— Work to complete —
In how many lines of the records below does the word "Easy" appear? Answer with the number alone.

— Task inputs —
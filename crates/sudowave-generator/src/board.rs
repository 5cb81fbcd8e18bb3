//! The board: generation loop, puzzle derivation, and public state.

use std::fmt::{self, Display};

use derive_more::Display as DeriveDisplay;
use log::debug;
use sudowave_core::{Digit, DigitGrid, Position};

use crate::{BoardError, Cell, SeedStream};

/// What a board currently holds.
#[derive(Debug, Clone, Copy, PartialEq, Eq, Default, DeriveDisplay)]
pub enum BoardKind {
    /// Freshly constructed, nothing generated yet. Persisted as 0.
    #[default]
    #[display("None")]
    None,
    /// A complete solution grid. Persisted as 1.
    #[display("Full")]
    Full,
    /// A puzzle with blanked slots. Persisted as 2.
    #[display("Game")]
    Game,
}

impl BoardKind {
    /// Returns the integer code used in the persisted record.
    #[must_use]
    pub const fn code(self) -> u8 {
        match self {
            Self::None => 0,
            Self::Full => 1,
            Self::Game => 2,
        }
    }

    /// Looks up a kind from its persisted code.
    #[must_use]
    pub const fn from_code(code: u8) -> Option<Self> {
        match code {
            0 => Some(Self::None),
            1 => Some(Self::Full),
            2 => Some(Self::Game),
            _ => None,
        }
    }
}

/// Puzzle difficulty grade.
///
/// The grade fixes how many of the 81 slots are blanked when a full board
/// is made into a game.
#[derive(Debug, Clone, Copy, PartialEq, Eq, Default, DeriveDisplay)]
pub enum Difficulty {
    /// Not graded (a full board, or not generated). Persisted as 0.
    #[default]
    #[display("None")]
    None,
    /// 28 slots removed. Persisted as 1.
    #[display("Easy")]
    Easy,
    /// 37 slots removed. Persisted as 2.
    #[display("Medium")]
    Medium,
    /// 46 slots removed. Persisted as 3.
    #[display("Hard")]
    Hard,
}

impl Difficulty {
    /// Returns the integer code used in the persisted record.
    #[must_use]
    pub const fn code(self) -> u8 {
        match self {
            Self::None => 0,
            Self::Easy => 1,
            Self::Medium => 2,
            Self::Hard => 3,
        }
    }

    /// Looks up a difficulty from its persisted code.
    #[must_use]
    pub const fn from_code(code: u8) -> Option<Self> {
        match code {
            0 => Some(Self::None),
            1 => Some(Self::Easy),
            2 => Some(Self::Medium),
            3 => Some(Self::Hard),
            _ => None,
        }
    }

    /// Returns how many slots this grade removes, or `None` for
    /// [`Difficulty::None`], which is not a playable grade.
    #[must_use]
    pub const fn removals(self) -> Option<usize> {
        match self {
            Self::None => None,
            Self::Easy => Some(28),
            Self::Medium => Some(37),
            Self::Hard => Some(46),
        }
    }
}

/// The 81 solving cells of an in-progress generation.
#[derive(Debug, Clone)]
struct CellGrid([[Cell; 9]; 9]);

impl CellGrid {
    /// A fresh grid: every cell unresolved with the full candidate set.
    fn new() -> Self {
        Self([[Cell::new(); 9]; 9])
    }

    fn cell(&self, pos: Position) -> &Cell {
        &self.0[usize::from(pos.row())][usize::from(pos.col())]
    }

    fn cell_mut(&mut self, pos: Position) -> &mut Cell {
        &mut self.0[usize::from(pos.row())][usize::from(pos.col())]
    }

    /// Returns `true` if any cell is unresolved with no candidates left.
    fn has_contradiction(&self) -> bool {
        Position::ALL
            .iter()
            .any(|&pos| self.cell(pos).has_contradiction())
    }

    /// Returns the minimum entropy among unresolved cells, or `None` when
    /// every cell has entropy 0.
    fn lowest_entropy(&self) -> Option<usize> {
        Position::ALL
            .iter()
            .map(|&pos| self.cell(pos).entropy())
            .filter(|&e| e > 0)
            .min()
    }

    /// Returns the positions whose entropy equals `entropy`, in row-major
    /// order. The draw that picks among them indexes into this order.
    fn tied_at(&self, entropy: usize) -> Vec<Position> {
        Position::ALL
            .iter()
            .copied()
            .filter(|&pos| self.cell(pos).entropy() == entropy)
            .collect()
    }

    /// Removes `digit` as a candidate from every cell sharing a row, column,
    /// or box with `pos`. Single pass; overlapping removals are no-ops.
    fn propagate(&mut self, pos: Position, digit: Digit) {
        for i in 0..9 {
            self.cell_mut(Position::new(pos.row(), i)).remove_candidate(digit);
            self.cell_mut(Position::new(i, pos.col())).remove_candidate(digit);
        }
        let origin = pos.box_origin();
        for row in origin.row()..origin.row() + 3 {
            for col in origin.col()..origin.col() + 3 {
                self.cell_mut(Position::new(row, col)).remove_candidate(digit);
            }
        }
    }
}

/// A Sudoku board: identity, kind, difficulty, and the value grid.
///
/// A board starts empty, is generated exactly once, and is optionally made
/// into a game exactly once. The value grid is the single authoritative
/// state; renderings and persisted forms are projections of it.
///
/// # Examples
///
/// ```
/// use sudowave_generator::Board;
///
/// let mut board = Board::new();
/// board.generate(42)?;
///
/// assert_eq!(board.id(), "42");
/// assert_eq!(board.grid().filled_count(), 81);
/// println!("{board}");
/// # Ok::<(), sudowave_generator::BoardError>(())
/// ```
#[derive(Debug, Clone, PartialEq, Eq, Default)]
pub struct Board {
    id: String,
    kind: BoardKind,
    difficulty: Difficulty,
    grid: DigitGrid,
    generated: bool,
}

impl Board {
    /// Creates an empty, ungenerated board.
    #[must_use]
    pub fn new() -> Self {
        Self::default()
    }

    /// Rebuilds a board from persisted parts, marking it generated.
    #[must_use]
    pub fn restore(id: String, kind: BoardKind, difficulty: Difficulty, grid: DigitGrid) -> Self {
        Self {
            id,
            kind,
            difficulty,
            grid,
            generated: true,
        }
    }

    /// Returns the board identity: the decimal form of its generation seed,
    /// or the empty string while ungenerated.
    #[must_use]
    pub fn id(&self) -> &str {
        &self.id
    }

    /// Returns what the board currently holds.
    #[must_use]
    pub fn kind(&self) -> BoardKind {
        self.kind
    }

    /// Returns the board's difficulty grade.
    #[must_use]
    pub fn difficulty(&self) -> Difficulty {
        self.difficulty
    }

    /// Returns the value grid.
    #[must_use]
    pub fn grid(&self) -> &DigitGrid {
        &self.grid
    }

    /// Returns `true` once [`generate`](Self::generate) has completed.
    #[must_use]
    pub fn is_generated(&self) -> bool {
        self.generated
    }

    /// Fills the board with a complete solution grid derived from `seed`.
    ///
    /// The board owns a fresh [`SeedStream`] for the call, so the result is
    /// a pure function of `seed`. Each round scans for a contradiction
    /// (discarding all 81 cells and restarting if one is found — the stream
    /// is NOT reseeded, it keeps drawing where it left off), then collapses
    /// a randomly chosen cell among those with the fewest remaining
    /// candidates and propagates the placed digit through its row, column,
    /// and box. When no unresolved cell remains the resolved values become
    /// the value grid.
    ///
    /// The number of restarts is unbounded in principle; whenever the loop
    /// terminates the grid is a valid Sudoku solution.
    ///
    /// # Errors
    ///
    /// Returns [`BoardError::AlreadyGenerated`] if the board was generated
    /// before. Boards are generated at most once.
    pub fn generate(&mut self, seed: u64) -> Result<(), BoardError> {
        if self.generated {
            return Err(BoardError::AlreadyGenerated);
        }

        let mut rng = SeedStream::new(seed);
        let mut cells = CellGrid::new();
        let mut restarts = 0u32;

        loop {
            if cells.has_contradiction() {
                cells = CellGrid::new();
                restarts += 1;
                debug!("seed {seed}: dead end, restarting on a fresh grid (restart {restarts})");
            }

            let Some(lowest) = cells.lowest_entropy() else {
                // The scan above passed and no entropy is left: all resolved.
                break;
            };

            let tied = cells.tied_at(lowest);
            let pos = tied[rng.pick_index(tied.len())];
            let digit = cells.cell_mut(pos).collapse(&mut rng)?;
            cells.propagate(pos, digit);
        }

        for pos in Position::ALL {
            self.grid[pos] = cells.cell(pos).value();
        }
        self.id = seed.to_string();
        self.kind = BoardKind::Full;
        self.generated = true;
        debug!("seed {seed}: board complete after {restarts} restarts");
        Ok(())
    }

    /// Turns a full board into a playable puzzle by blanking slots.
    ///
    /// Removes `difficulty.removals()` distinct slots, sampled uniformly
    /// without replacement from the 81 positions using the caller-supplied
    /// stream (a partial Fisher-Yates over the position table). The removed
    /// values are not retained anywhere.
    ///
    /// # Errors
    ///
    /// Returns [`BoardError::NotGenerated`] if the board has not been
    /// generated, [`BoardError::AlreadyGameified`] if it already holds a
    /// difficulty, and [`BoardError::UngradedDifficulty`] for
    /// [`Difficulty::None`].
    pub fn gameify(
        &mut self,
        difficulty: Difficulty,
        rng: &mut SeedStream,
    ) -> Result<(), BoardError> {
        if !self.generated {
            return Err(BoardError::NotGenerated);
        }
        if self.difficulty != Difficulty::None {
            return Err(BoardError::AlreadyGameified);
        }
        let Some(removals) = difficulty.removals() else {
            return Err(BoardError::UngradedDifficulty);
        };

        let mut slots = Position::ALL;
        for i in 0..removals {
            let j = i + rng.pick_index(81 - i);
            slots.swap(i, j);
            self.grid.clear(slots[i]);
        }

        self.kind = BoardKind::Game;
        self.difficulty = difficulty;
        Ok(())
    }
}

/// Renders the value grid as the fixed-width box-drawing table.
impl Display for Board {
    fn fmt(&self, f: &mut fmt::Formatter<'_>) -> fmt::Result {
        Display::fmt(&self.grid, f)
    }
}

— Answer section —
5